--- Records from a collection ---
----

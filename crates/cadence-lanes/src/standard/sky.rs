// Copyright 2025 eraflo
//
// Licensed under the Apache License, Version 2.0 (the "License");
// you may not use this file except in compliance with the License.
// You may obtain a copy of the License at
//
//     http://www.apache.org/licenses/LICENSE-2.0
//
// Unless required by applicable law or agreed to in writing, software
// distributed under the License is distributed on an "AS IS" BASIS,
// WITHOUT WARRANTIES OR CONDITIONS OF ANY KIND, either express or implied.
// See the License for the specific language governing permissions and
// limitations under the License.

//! Sky backgrounds drawn behind the scene.

use super::{create_pipeline, release_pipeline};
use crate::{
    constants::{ProceduralSkyConstants, SkyConstants},
    lane::{not_created, DrawContext, LaneContext, RenderLane},
    scene::{TextureData, TEXTURE_UPLOAD_ALIGNMENT},
};
use cadence_core::{
    CommandEncoder, DescriptorHandle, GraphicsDevice, PipelineId, RenderError, ResourceState,
    TextureDescriptor, TextureUsage, ViewKind,
};
use cadence_data::TrackedTexture;

/// Side of the environment map the cubemap sky samples.
pub const ENVIRONMENT_SIZE: u32 = 4;

/// Which sky a [`SkyLane`] draws.
#[derive(Debug, Clone, Copy, PartialEq, Eq)]
pub enum SkyKind {
    /// Samples a prefiltered environment map.
    Cubemap,
    /// Evaluates an analytic atmosphere.
    Procedural,
}

/// A full-screen sky pass.
#[derive(Debug)]
pub struct SkyLane {
    kind: SkyKind,
    pipeline: Option<PipelineId>,
    environment: Option<TrackedTexture>,
    environment_view: Option<DescriptorHandle>,
}

impl SkyLane {
    /// An uncreated lane.
    pub fn new(kind: SkyKind) -> Self {
        Self {
            kind,
            pipeline: None,
            environment: None,
            environment_view: None,
        }
    }

    fn create_environment(&mut self, ctx: &mut LaneContext<'_>) -> Result<(), RenderError> {
        let data = TextureData::solid(
            "Skydome environment",
            ENVIRONMENT_SIZE,
            ENVIRONMENT_SIZE,
            [90, 140, 220, 255],
        );
        let mut texture = TrackedTexture::create(
            ctx.device,
            &TextureDescriptor::new_2d(
                &data.name,
                data.width,
                data.height,
                data.format,
                TextureUsage::SHADER_RESOURCE | TextureUsage::COPY_DST,
                ResourceState::CopyDest,
            ),
        )?;
        let uploaded = ctx
            .upload_heap
            .stage(ctx.device, &data.pixels, TEXTURE_UPLOAD_ALIGNMENT)
            .and_then(|allocation| {
                ctx.upload_heap
                    .copy_to_texture(ctx.device, &allocation, &mut texture)
            });
        if let Err(e) = uploaded {
            texture.destroy(ctx.device);
            return Err(e);
        }
        let view = ctx.descriptors.allocate_cbv_srv_uav(1)?.first();
        ctx.device
            .create_view(texture.id(), ViewKind::ShaderResource, view)?;
        self.environment = Some(texture);
        self.environment_view = Some(view);
        Ok(())
    }
}

impl RenderLane for SkyLane {
    fn name(&self) -> &'static str {
        match self.kind {
            SkyKind::Cubemap => "Skydome",
            SkyKind::Procedural => "Skydome proc",
        }
    }

    fn on_create(&mut self, ctx: &mut LaneContext<'_>) -> Result<(), RenderError> {
        if self.kind == SkyKind::Cubemap {
            self.create_environment(ctx)?;
        }
        self.pipeline = Some(create_pipeline(
            ctx.device,
            self.name(),
            ctx.targets.pipeline_kind(),
        )?);
        Ok(())
    }

    fn on_resize(&mut self, _width: u32, _height: u32) {}

    fn draw(&self, encoder: &mut dyn CommandEncoder, ctx: &mut DrawContext<'_>) -> Result<(), RenderError> {
        let pipeline = self.pipeline.ok_or_else(|| not_created(self.name()))?;
        encoder.set_pipeline(pipeline);
        encoder.set_viewport(ctx.viewport);

        let inverse = ctx.frame.camera.view_projection().inverse();
        let constants = match self.kind {
            SkyKind::Cubemap => ctx.push_constants(&SkyConstants {
                inverse_view_projection: inverse.to_cols_array_2d(),
            })?,
            SkyKind::Procedural => ctx.push_constants(&ProceduralSkyConstants::new(inverse))?,
        };
        encoder.bind_constant_buffer(0, constants);
        if let Some(view) = self.environment_view {
            encoder.bind_descriptor_table(1, view);
        }
        encoder.draw(0..3, 0..1);
        Ok(())
    }

    fn on_destroy(&mut self, device: &dyn GraphicsDevice) {
        let name = self.name();
        release_pipeline(device, &mut self.pipeline, name);
        if let Some(texture) = self.environment.take() {
            texture.destroy(device);
        }
        self.environment_view = None;
    }
}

----

--- TASK PROMPT ---
What is needed is an exact copy of all the entries.

--- ANSWER FOR THE TASK ---
filename crates/cadence-lanes/src/standard/sky.rs
// Copyright 2025 eraflo
//
// Licensed under the Apache License, Version 2.0 (the "License");
// you may not use this file except in compliance with the License.
// You may obtain a copy of the License at
//
//     http://www.apache.org/licenses/LICENSE-2.0
//
// Unless required by applicable law or agreed to in writing, software
// distributed under the License is distributed on an "AS IS" BASIS,
// WITHOUT WARRANTIES OR CONDITIONS OF ANY KIND, either express or implied.
// See the License for the specific language governing permissions and
// limitations under the License.

//! Sky backgrounds drawn behind the scene.

use super::{create_pipeline, release_pipeline};
use crate::{
    constants::{ProceduralSkyConstants, SkyConstants},
    lane::{not_created, DrawContext, LaneContext, RenderLane},
    scene::{TextureData, TEXTURE_UPLOAD_ALIGNMENT},
};
use cadence_core::{
    CommandEncoder, DescriptorHandle, GraphicsDevice, PipelineId, RenderError, ResourceState,
    TextureDescriptor, TextureUsage, ViewKind,
};
use cadence_data::TrackedTexture;

/// Side of the environment map the cubemap sky samples.
pub const ENVIRONMENT_SIZE: u32 = 4;

/// Which sky a [`SkyLane`] draws.
#[derive(Debug, Clone, Copy, PartialEq, Eq)]
pub enum SkyKind {
    /// Samples a prefiltered environment map.
    Cubemap,
    /// Evaluates an analytic atmosphere.
    Procedural,
}

/// A full-screen sky pass.
#[derive(Debug)]
pub struct SkyLane {
    kind: SkyKind,
    pipeline: Option<PipelineId>,
    environment: Option<TrackedTexture>,
    environment_view: Option<DescriptorHandle>,
}

impl SkyLane {
    /// An uncreated lane.
    pub fn new(kind: SkyKind) -> Self {
        Self {
            kind,
            pipeline: None,
            environment: None,
            environment_view: None,
        }
    }

    fn create_environment(&mut self, ctx: &mut LaneContext<'_>) -> Result<(), RenderError> {
        let data = TextureData::solid(
            "Skydome environment",
            ENVIRONMENT_SIZE,
            ENVIRONMENT_SIZE,
            [90, 140, 220, 255],
        );
        let mut texture = TrackedTexture::create(
            ctx.device,
            &TextureDescriptor::new_2d(
                &data.name,
                data.width,
                data.height,
                data.format,
                TextureUsage::SHADER_RESOURCE | TextureUsage::COPY_DST,
                ResourceState::CopyDest,
            ),
        )?;
        let uploaded = ctx
            .upload_heap
            .stage(ctx.device, &data.pixels, TEXTURE_UPLOAD_ALIGNMENT)
            .and_then(|allocation| {
                ctx.upload_heap
                    .copy_to_texture(ctx.device, &allocation, &mut texture)
            });
        if let Err(e) = uploaded {
            texture.destroy(ctx.device);
            return Err(e);
        }
        let view = ctx.descriptors.allocate_cbv_srv_uav(1)?.first();
        ctx.device
            .create_view(texture.id(), ViewKind::ShaderResource, view)?;
        self.environment = Some(texture);
        self.environment_view = Some(view);
        Ok(())
    }
}

impl RenderLane for SkyLane {
    fn name(&self) -> &'static str {
        match self.kind {
            SkyKind::Cubemap => "Skydome",
            SkyKind::Procedural => "Skydome proc",
        }
    }

    fn on_create(&mut self, ctx: &mut LaneContext<'_>) -> Result<(), RenderError> {
        if self.kind == SkyKind::Cubemap {
            self.create_environment(ctx)?;
        }
        self.pipeline = Some(create_pipeline(
            ctx.device,
            self.name(),
            ctx.targets.pipeline_kind(),
        )?);
        Ok(())
    }

    fn on_resize(&mut self, _width: u32, _height: u32) {}

    fn draw(&self, encoder: &mut dyn CommandEncoder, ctx: &mut DrawContext<'_>) -> Result<(), RenderError> {
        let pipeline = self.pipeline.ok_or_else(|| not_created(self.name()))?;
        encoder.set_pipeline(pipeline);
        encoder.set_viewport(ctx.viewport);

        let inverse = ctx.frame.camera.view_projection().inverse();
        let constants = match self.kind {
            SkyKind::Cubemap => ctx.push_constants(&SkyConstants {
                inverse_view_projection: inverse.to_cols_array_2d(),
            })?,
            SkyKind::Procedural => ctx.push_constants(&ProceduralSkyConstants::new(inverse))?,
        };
        encoder.bind_constant_buffer(0, constants);
        if let Some(view) = self.environment_view {
            encoder.bind_descriptor_table(1, view);
        }
        encoder.draw(0..3, 0..1);
        Ok(())
    }

    fn on_destroy(&mut self, device: &dyn GraphicsDevice) {
        let name = self.name();
        release_pipeline(device, &mut self.pipeline, name);
        if let Some(texture) = self.environment.take() {
            texture.destroy(device);
        }
        self.environment_view = None;
    }
}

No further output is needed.